Allow spark.read.json() to accept a DataFrame as input, in addition to file paths and RDDs. The first column of the input DataFrame must be of StringType; additional columns are ignored.

Why are the changes needed?

Parsing in-memory JSON text into a structured DataFrame currently requires sc.parallelize(), which is unavailable on Spark Connect. Accepting a DataFrame as input provides a Connect-compatible alternative. This is the inverse of DataFrame.toJSON().

Part of SPARK-55227.

Does this PR introduce any user-facing change?

Yes. spark.read.json() now accepts a DataFrame as input. The first column must be StringType; additional columns are ignored.

How was this patch tested?

New tests in test_datasources.py (classic) and test_connect_readwriter.py (Connect).

Was this patch authored or co-authored using generative AI tooling?

No

LuciferYang · 2026-04-03T08:34:17Z

+    def ds: Dataset[String] = {
+      val input = transformRelation(rel.getInput)
+      val inputSchema = Dataset.ofRows(session, input).schema
+      require(inputSchema.fields.length == 1,


Maybe we should throw InvalidInputErrors as others

As we don't want to validate on the python side, all errors will be thrown on the scala side. so in classic we will have UNSUPPORTED_DESERIALIZER errors. for parity tests, it might be better to keep connect error also as UNSUPPORTED_DESERIALIZER, instead of InvalidInputErrors?
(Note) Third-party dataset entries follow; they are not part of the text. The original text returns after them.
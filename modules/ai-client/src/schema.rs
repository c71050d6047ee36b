use schemars::{schema_for, JsonSchema};
use serde::de::DeserializeOwned;
use serde_json::{Map, Value};

/// Keywords Gemini's `responseSchema` (an OpenAPI 3.0 subset) rejects.
const UNSUPPORTED_KEYWORDS: &[&str] = &[
    "$schema",
    "definitions",
    "title",
    "additionalProperties",
    "default",
    "minimum",
    "maximum",
    "examples",
];

/// Trait for types that can be requested as Gemini structured output.
///
/// Automatically implemented for any type that implements `JsonSchema + DeserializeOwned`.
pub trait StructuredOutput: JsonSchema + DeserializeOwned {
    /// Generate a Gemini-compatible response schema for this type.
    ///
    /// Gemini requires:
    /// 1. Fully inlined schemas (no `$ref`)
    /// 2. Nullable fields expressed as `nullable: true`, not `type: [T, "null"]`
    /// 3. Upper-case OpenAPI type names
    fn gemini_schema() -> Value {
        let schema = schema_for!(Self);
        let mut value = serde_json::to_value(schema).unwrap_or_default();

        inline_refs(&mut value);
        to_gemini_dialect(&mut value);

        value
    }

    fn type_name() -> String {
        <Self as JsonSchema>::schema_name()
    }
}

impl<T: JsonSchema + DeserializeOwned> StructuredOutput for T {}

fn inline_refs(value: &mut Value) {
    let definitions = match value {
        Value::Object(map) => map.get("definitions").cloned(),
        _ => None,
    };

    if let Some(defs) = definitions {
        inline_refs_recursive(value, &defs);
    }
}

fn inline_refs_recursive(value: &mut Value, definitions: &Value) {
    match value {
        Value::Object(map) => {
            if let Some(Value::String(ref_path)) = map.get("$ref").cloned() {
                if let Some(type_name) = ref_path.strip_prefix("#/definitions/") {
                    if let Some(def) = definitions.get(type_name) {
                        let description = map.get("description").cloned();
                        *value = def.clone();
                        if let (Some(desc), Value::Object(inlined)) = (description, &mut *value) {
                            inlined.insert("description".to_string(), desc);
                        }
                        inline_refs_recursive(value, definitions);
                        return;
                    }
                }
            }

            // schemars wraps documented references as `allOf: [{$ref}]`
            if let Some(Value::Array(all_of)) = map.get("allOf").cloned() {
                if let [single] = all_of.as_slice() {
                    let description = map.get("description").cloned();
                    *value = single.clone();
                    if let (Some(desc), Value::Object(inner)) = (description, &mut *value) {
                        inner.insert("description".to_string(), desc);
                    }
                    inline_refs_recursive(value, definitions);
                    return;
                }
            }

            for (_, v) in map.iter_mut() {
                inline_refs_recursive(v, definitions);
            }
        }
        Value::Array(arr) => {
            for item in arr.iter_mut() {
                inline_refs_recursive(item, definitions);
            }
        }
        _ => {}
    }
}

/// Rewrite one schema node (and its children) into Gemini's dialect.
fn to_gemini_dialect(value: &mut Value) {
    let Value::Object(map) = value else {
        return;
    };

    for key in UNSUPPORTED_KEYWORDS {
        map.remove(*key);
    }
    if let Some(Value::String(format)) = map.get("format") {
        if format != "date-time" && format != "enum" {
            map.remove("format");
        }
    }

    normalize_type(map);

    if let Some(Value::Object(props)) = map.get_mut("properties") {
        for (_, prop) in props.iter_mut() {
            to_gemini_dialect(prop);
        }
    }
    if let Some(items) = map.get_mut("items") {
        to_gemini_dialect(items);
    }
    if let Some(Value::Array(variants)) = map.get_mut("anyOf") {
        for variant in variants.iter_mut() {
            to_gemini_dialect(variant);
        }
    }
}

fn normalize_type(map: &mut Map<String, Value>) {
    let Some(ty) = map.get("type").cloned() else {
        return;
    };

    let (name, nullable) = match ty {
        Value::String(name) => (name, false),
        Value::Array(types) => {
            let nullable = types.iter().any(|t| t == "null");
            let name = types
                .iter()
                .filter_map(Value::as_str)
                .find(|t| *t != "null")
                .unwrap_or("string")
                .to_string();
            (name, nullable)
        }
        _ => return,
    };

    map.insert("type".to_string(), Value::String(name.to_uppercase()));
    if nullable {
        map.insert("nullable".to_string(), Value::Bool(true));
    }
}
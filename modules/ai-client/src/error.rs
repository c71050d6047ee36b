use thiserror::Error;

pub type Result<T> = std::result::Result<T, AiError>;

#[derive(Debug, Error)]
pub enum AiError {
    #[error("Network error: {0}")]
    Network(String),

    #[error("API error (status {status}): {message}")]
    Api { status: u16, message: String },

    #[error("Rate limited by provider")]
    RateLimited,

    #[error("Parse error: {0}")]
    Parse(String),

    #[error("Empty response: {0}")]
    EmptyResponse(String),
}

impl From<reqwest::Error> for AiError {
    fn from(e: reqwest::Error) -> Self {
        AiError::Network(e.to_string())
    }
}

impl From<serde_json::Error> for AiError {
    fn from(e: serde_json::Error) -> Self {
        AiError::Parse(e.to_string())
    }
}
I have used InvalidInputErrors in the end

LuciferYang · 2026-04-03T08:36:06Z

+
+    def test_json_with_dataframe_input_non_string_column(self):
+        int_df = self.spark.createDataFrame([(1,), (2,)], schema="value INT")
+        with self.assertRaises(Exception):


Consider using assertRaisesRegex(Exception, "exactly one column|StringType") to at least verify the error message content

Thanks! I added more regex to make the check tighter

Yicong-Huang · 2026-04-04T01:55:50Z

+      val input = transformRelation(rel.getInput)
+      val inputSchema = Dataset.ofRows(session, input).schema
+      if (inputSchema.fields.length != 1) {
+        throw InvalidInputErrors.parseInputNotSingleColumn(inputSchema.fields.length)
+      }
+      if (inputSchema.fields.head.dataType != org.apache.spark.sql.types.StringType) {
+        throw InvalidInputErrors.parseInputNotStringType(inputSchema.fields.head.dataType)
+      }
+      Dataset(session, input)(Encoders.STRING)
+    }


I added the checks here because otherwise INT can be implicitly cast to STRING.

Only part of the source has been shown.